● **WHAT THE TASK REQUIRES**
Look through the entries below and say how many lines contain the string "write". Give the number only.
--- DATA TO EXAMINE Enclosed Below ---
//! Complaints and their resolution flow.

use crate::model::UserRole;
use chrono::{DateTime, Utc};
use labstore_core::Record;
use serde::{Deserialize, Serialize};
use std::fmt;

/// Complaint lifecycle status.
#[derive(Debug, Clone, Copy, PartialEq, Eq, Serialize, Deserialize)]
#[serde(rename_all = "snake_case")]
pub enum ComplaintStatus {
    /// Filed, not yet picked up.
    Open,
    /// Assigned to an agent.
    InProgress,
    /// Escalated to a manager.
    Escalated,
    /// Resolved, awaiting closure.
    Resolved,
    /// Closed.
    Closed,
}

impl fmt::Display for ComplaintStatus {
    fn fmt(&self, f: &mut fmt::Formatter<'_>) -> fmt::Result {
        match self {
            Self::Open => write!(f, "open"),
            Self::InProgress => write!(f, "in_progress"),
            Self::Escalated => write!(f, "escalated"),
            Self::Resolved => write!(f, "resolved"),
            Self::Closed => write!(f, "closed"),
        }
    }
}

/// Complaint triage priority.
#[derive(Debug, Clone, Copy, PartialEq, Eq, Serialize, Deserialize)]
#[serde(rename_all = "lowercase")]
pub enum ComplaintPriority {
    /// Cosmetic or informational.
    Low,
    /// Default.
    Medium,
    /// Blocking the reporter.
    High,
    /// Requires immediate attention.
    Urgent,
}

/// One message on a complaint thread.
#[derive(Debug, Clone, PartialEq, Serialize, Deserialize)]
#[serde(rename_all = "camelCase")]
pub struct ComplaintMessage {
    /// Stable unique identifier.
    pub id: String,
    /// Sender's account id.
    pub sender_id: String,
    /// Sender's display name.
    pub sender_name: String,
    /// Sender's role.
    pub sender_role: UserRole,
    /// Message body.
    pub message: String,
    /// Send time.
    pub timestamp: DateTime<Utc>,
    /// Whether the message is agent-only (hidden from the reporter).
    pub is_internal: bool,
}

/// An agent-only note attached to a complaint.
#[derive(Debug, Clone, PartialEq, Serialize, Deserialize)]
#[serde(rename_all = "camelCase")]
pub struct InternalNote {
    /// Stable unique identifier.
    pub id: String,
    /// Author's account id.
    pub author_id: String,
    /// Author's display name.
    pub author_name: String,
    /// Note body.
    pub note: String,
    /// Creation time.
    pub timestamp: DateTime<Utc>,
}

/// Kind of compensation granted to a complainant.
#[derive(Debug, Clone, Copy, PartialEq, Eq, Serialize, Deserialize)]
#[serde(rename_all = "lowercase")]
pub enum CompensationKind {
    /// Money back to the original payment method.
    Refund,
    /// Platform credit.
    Credit,
}

/// Approval state of a compensation.
#[derive(Debug, Clone, Copy, PartialEq, Eq, Serialize, Deserialize)]
#[serde(rename_all = "lowercase")]
pub enum CompensationStatus {
    /// Proposed by an agent.
    Pending,
    /// Approved by a manager.
    Approved,
    /// Paid out or credited.
    Completed,
}

/// A compensation proposed on a complaint.
#[derive(Debug, Clone, PartialEq, Serialize, Deserialize)]
#[serde(rename_all = "camelCase")]
pub struct Compensation {
    /// Stable unique identifier.
    pub id: String,
    /// Amount in MAD.
    pub amount: f64,
    /// Refund or credit.
    #[serde(rename = "type")]
    pub kind: CompensationKind,
    /// Approval state.
    pub status: CompensationStatus,
    /// Approving manager's display name.
    #[serde(skip_serializing_if = "Option::is_none")]
    pub approved_by: Option<String>,
    /// Approval time.
    #[serde(skip_serializing_if = "Option::is_none")]
    pub approved_at: Option<DateTime<Utc>>,
    /// Completion time.
    #[serde(skip_serializing_if = "Option::is_none")]
    pub completed_at: Option<DateTime<Utc>>,
}

/// A complaint filed by a patient or a laboratory.
#[derive(Debug, Clone, PartialEq, Serialize, Deserialize)]
#[serde(rename_all = "camelCase")]
pub struct Complaint {
    /// Stable unique identifier.
    pub id: String,
    /// Reporter's account id.
    pub user_id: String,
    /// Reporter's display name.
    pub user_name: String,
    /// Reporter's role (patients and laboratories may file).
    pub user_role: UserRole,
    /// Related order, if any.
    #[serde(skip_serializing_if = "Option::is_none")]
    pub order_id: Option<String>,
    /// Short subject line.
    pub subject: String,
    /// Full description.
    pub description: String,
    /// Lifecycle status.
    pub status: ComplaintStatus,
    /// Triage priority.
    pub priority: ComplaintPriority,
    /// Assigned agent's id.
    #[serde(skip_serializing_if = "Option::is_none")]
    pub assigned_agent_id: Option<String>,
    /// Assigned agent's display name.
    #[serde(skip_serializing_if = "Option::is_none")]
    pub assigned_agent_name: Option<String>,
    /// Filing time.
    pub created_at: DateTime<Utc>,
    /// Last activity time.
    pub updated_at: DateTime<Utc>,
    /// Conversation thread.
    pub messages: Vec<ComplaintMessage>,
    /// Agent-only notes.
    pub internal_notes: Vec<InternalNote>,
    /// Compensation, once proposed.
    #[serde(skip_serializing_if = "Option::is_none")]
    pub compensation: Option<Compensation>,
}

impl Record for Complaint {
    fn id(&self) -> &str {
        &self.id
    }
}

#[cfg(test)]
mod tests {
    use super::*;

    #[test]
    fn compensation_kind_serializes_as_type() {
        let compensation = Compensation {
            id: "c1".into(),
            amount: 120.0,
            kind: CompensationKind::Refund,
            status: CompensationStatus::Pending,
            approved_by: None,
            approved_at: None,
            completed_at: None,
        };

        let value = serde_json::to_value(&compensation).unwrap();
        assert_eq!(value["type"], "refund");
        assert_eq!(value["status"], "pending");
    }

    #[test]
    fn status_serializes_snake_case() {
        assert_eq!(
            serde_json::to_value(ComplaintStatus::InProgress).unwrap(),
            "in_progress"
        );
        assert_eq!(
            serde_json::to_value(ComplaintPriority::Urgent).unwrap(),
            "urgent"
        );
    }
}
--- End of Enclosed DATA TO EXAMINE ---
● **SOLUTION**
5